1. To warm-up I grabbed a weighted ball with handles on it (12 lbs) and did 25 sit-to-stand ups with a shoulder press. Lana does a great job of showing it here (I add a shoulder press when I am standing!).
2. After this, I sat on the floor with a heavier medicine ball with my feet lifted off the ground and brought the ball from my left side over my stomach to my right side, doing this back and forth 25 times each way for a total of 50.
3. With the medicine ball, I found a straight area and did 50 lunges. Once at the lowest point of my lunge, I rotated the ball from my left side to my right (if I put my left foot forward) and then rotated the ball from my right side to my left (when I put my right foot forward). Yes my butt was killing me after!
4. I then proceeded to the free weights section where I did your classic bicep curls, hammer curls, T-curls, and rotated my thumbs to the ground with the weights to get my back muscles. I maxed out on all of these with my weight.
5. Then I set up my squat bar. I did 5 sets of 10 for a total of 50 today. Yes, these absolutely suck, but it's the ones that suck that are the best for you. This exercise doesn't work anything better! It gets our quadricep all the way to the buttocks to our core. Meanwhile, it strengthens our back, posture, and range of motion in our ankles (which I badly need). It gets my heart rate up too which is a plus! I know I am going to feel those fifty tomorrow. If you haven't added squats to your work-out yet, I would highly suggest it. It is a stabilizing exercise and one of my favorites.

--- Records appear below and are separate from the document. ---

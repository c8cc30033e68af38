//! CLI command implementations
//!
//! All command functions return `CliResult<ExitCode>` instead of calling
//! `process::exit`. Error handling and exits happen in the top-level `run()`.

use std::fs;
use std::io::{self, Read, Write};
use std::path::Path;

use glslink_core::ShaderStage;

use crate::backend::{CommandCompiler, CompilerError};
use crate::config::PreprocessConfig;
use crate::frontend::diagnostics::CompileFailure;
use crate::frontend::source::FsSource;
use crate::shader::Shader;

use super::{CliError, CliResult, ExitCode};

// ============================================================================
// Shared helpers
// ============================================================================

/// Render any diagnostic through miette's reporter.
fn report(err: impl miette::Diagnostic + Send + Sync + 'static) -> String {
    format!("{:?}", miette::Report::new(err))
}

/// Load and assemble `file_path` from disk, turning a failed cycle into a CLI error.
fn load_shader(file_path: &str, stage: ShaderStage, config: &PreprocessConfig) -> CliResult<Shader> {
    Shader::load(stage, file_path, &mut FsSource, config).map_err(|e| CliError::failure(report(e)))
}

/// Read a log file, or stdin when the path is `-`.
fn read_log(path: &Path) -> CliResult<String> {
    if path == Path::new("-") {
        let mut log = String::new();
        io::stdin()
            .read_to_string(&mut log)
            .map_err(|e| CliError::failure(format!("Error reading log from stdin: {}", e)))?;
        Ok(log)
    } else {
        fs::read_to_string(path)
            .map_err(|e| CliError::failure(format!("Error reading {}: {}", path.display(), e)))
    }
}

/// Write remapped diagnostics to `out`, one per line.
///
/// Commands pass stderr, the same stream `run()` uses for load errors, so every diagnostic shares one channel.
fn write_diagnostics<W: Write>(out: &mut W, lines: impl IntoIterator<Item = String>) -> CliResult<()> {
    for line in lines {
        writeln!(out, "{}", line).map_err(|e| CliError::failure(format!("Error writing diagnostics: {}", e)))?;
    }
    Ok(())
}

// ============================================================================
// Commands
// ============================================================================

/// Print the assembled source (or its numbered listing), or write it to `output`.
pub fn assemble(
    file_path: &str,
    output: Option<&Path>,
    listing: bool,
    config: &PreprocessConfig,
) -> CliResult<ExitCode> {
    let shader = load_shader(file_path, glslink_core::stages::from_path(file_path), config)?;
    let text = if listing {
        shader.listing()
    } else {
        shader.source_text().to_string()
    };

    match output {
        Some(out) => {
            fs::write(out, text)
                .map_err(|e| CliError::failure(format!("Error writing {}: {}", out.display(), e)))?;
            tracing::info!("wrote {}", out.display());
        }
        None => print!("{}", text),
    }
    Ok(ExitCode::SUCCESS)
}

/// Print every included path, one per line, in load order.
pub fn deps(file_path: &str, config: &PreprocessConfig) -> CliResult<ExitCode> {
    let shader = load_shader(file_path, glslink_core::stages::from_path(file_path), config)?;
    for path in shader.dependencies() {
        println!("{}", path);
    }
    Ok(ExitCode::SUCCESS)
}

/// Rewrite a compiler log produced for the assembled form of `file_path`.
pub fn remap(file_path: &str, log_path: &Path, stage: ShaderStage, config: &PreprocessConfig) -> CliResult<ExitCode> {
    let shader = load_shader(file_path, stage, config)?;
    let log = read_log(log_path)?;
    write_diagnostics(&mut io::stderr().lock(), shader.remap(&log))?;
    Ok(ExitCode::SUCCESS)
}

/// Assemble `file_path`, run it through `validator`, and print remapped diagnostics.
pub fn check(file_path: &str, stage: ShaderStage, validator: &str, config: &PreprocessConfig) -> CliResult<ExitCode> {
    let shader = load_shader(file_path, stage, config)?;
    let mut compiler = CommandCompiler::new(validator);

    match shader.compile(&mut compiler) {
        Ok(log) => {
            // A passing validator may still print warnings.
            write_diagnostics(
                &mut io::stderr().lock(),
                shader.remap(&log).filter(|l| !l.trim().is_empty()),
            )?;
            Ok(ExitCode::SUCCESS)
        }
        Err(CompileFailure::Rejected { stage, diagnostics }) => {
            write_diagnostics(
                &mut io::stderr().lock(),
                diagnostics.into_iter().filter(|l| !l.trim().is_empty()),
            )?;
            Err(CliError::failure(format!("{} failed to compile: {}", stage, shader.main_path())))
        }
        Err(CompileFailure::Compiler(e @ CompilerError::Unavailable { .. })) => {
            Err(CliError::with_code(report(e), 127))
        }
        Err(CompileFailure::Compiler(e)) => Err(CliError::failure(report(e))),
    }
}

6. After this, I went to the bench press machine. Unfortunately, my father wasn't there to spot me so I was all alone for the bench pressing. I did 10 presses 3 times (with rests in between, of course--whenever I repeat something I usually take a break. This could also include me going back to squats, then back to this and so forth until I get in all of it. It doesn't matter if you switch up the order, as long as you get the exercises in!).
8. After this, I grabbed a kettleball and did 15 of the squats below to the right and then 15 back for a total of 30. With squats, I really want to emphasize the importance of getting your butt below your hip flexors at the lowest point of your squat. This avoids pressure on the low back and targets the muscles that should be worked.

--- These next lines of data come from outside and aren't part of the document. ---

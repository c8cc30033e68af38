//! Shader pipeline stages.
//!
//! A closed enumeration with a const metadata table: display names used in remapped diagnostics,
//! conventional file extensions, and the stage tag understood by `glslangValidator -S`.
//!
//! ## Examples
//! ```rust
//! use glslink_core::lang::stages::{self, ShaderStage};
//!
//! assert_eq!(ShaderStage::Fragment.display_name(), "fragment shader");
//! assert_eq!(stages::from_extension("comp"), ShaderStage::Compute);
//! assert_eq!(stages::from_extension("glsl"), ShaderStage::Unknown);
//! ```

use std::fmt;

#[derive(Debug, Clone, Copy, PartialEq, Eq, Hash, Default)]
pub enum ShaderStage {
    Vertex,
    Fragment,
    Geometry,
    TessControl,
    TessEvaluation,
    Compute,
    #[default]
    Unknown,
}

#[derive(Debug, Clone, Copy, PartialEq, Eq)]
pub struct StageInfo {
    pub stage: ShaderStage,
    /// Name used in diagnostics (`"vertex shader"`).
    pub display_name: &'static str,
    /// Conventional file extension, also the `glslangValidator -S` tag.
    pub extension: Option<&'static str>,
}

pub const STAGES: &[StageInfo] = &[
    StageInfo {
        stage: ShaderStage::Vertex,
        display_name: "vertex shader",
        extension: Some("vert"),
    },
    StageInfo {
        stage: ShaderStage::Fragment,
        display_name: "fragment shader",
        extension: Some("frag"),
    },
    StageInfo {
        stage: ShaderStage::Geometry,
        display_name: "geometry shader",
        extension: Some("geom"),
    },
    StageInfo {
        stage: ShaderStage::TessControl,
        display_name: "tess control shader",
        extension: Some("tesc"),
    },
    StageInfo {
        stage: ShaderStage::TessEvaluation,
        display_name: "tess evaluation shader",
        extension: Some("tese"),
    },
    StageInfo {
        stage: ShaderStage::Compute,
        display_name: "compute shader",
        extension: Some("comp"),
    },
    StageInfo {
        stage: ShaderStage::Unknown,
        display_name: "unknown shader",
        extension: None,
    },
];

impl ShaderStage {
    pub fn info(self) -> &'static StageInfo {
        // STAGES is declared in enum order.
        &STAGES[self as usize]
    }

    pub fn display_name(self) -> &'static str {
        self.info().display_name
    }

    pub fn extension(self) -> Option<&'static str> {
        self.info().extension
    }
}

impl fmt::Display for ShaderStage {
    fn fmt(&self, f: &mut fmt::Formatter<'_>) -> fmt::Result {
        f.write_str(self.display_name())
    }
}

/// Map a file extension (without the dot) to a stage. Unrecognised extensions map to `Unknown`.
pub fn from_extension(ext: &str) -> ShaderStage {
    STAGES
        .iter()
        .find(|s| s.extension == Some(ext))
        .map(|s| s.stage)
        .unwrap_or(ShaderStage::Unknown)
}

/// Infer the stage from the last extension of a path (`water.frag` -> `Fragment`).
pub fn from_path(path: &str) -> ShaderStage {
    let file_name = path.rsplit(['/', '\\']).next().unwrap_or(path);
    match file_name.rsplit_once('.') {
        Some((_, ext)) => from_extension(ext),
        None => ShaderStage::Unknown,
    }
}

#[cfg(test)]
mod tests {
    use super::*;

    #[test]
    fn test_table_is_in_enum_order() {
        for (i, info) in STAGES.iter().enumerate() {
            assert_eq!(info.stage as usize, i, "STAGES out of order at {:?}", info.stage);
        }
    }

    #[test]
    fn test_display_names() {
        assert_eq!(ShaderStage::Vertex.to_string(), "vertex shader");
        assert_eq!(ShaderStage::TessControl.to_string(), "tess control shader");
        assert_eq!(ShaderStage::TessEvaluation.to_string(), "tess evaluation shader");
        assert_eq!(ShaderStage::Unknown.to_string(), "unknown shader");
    }

    #[test]
    fn test_from_path() {
        assert_eq!(from_path("shaders/water.frag"), ShaderStage::Fragment);
        assert_eq!(from_path("shaders\\sky.vert"), ShaderStage::Vertex);
        assert_eq!(from_path("a.b/c"), ShaderStage::Unknown);
        assert_eq!(from_path("common.glsl"), ShaderStage::Unknown);
        assert_eq!(from_path("noext"), ShaderStage::Unknown);
    }
}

10. And last, but not least, I finished off the work-out with a plank for 2 minutes. This activated my core for a final push. If core is too easy, try putting your feet on top of a medicine ball and moving the ball front to back and left to right to get your obliques and such.
It was a fun workout and the hour went by fast. I broke a sweat as usual and maybe grunted like a brute a couple of times :)! Let me know what you do with free weights or when you don't have any equipment and need a quick workout. There is always something to do and always tools to be utilized for "weight" exercises. Have a nice day--get out and play!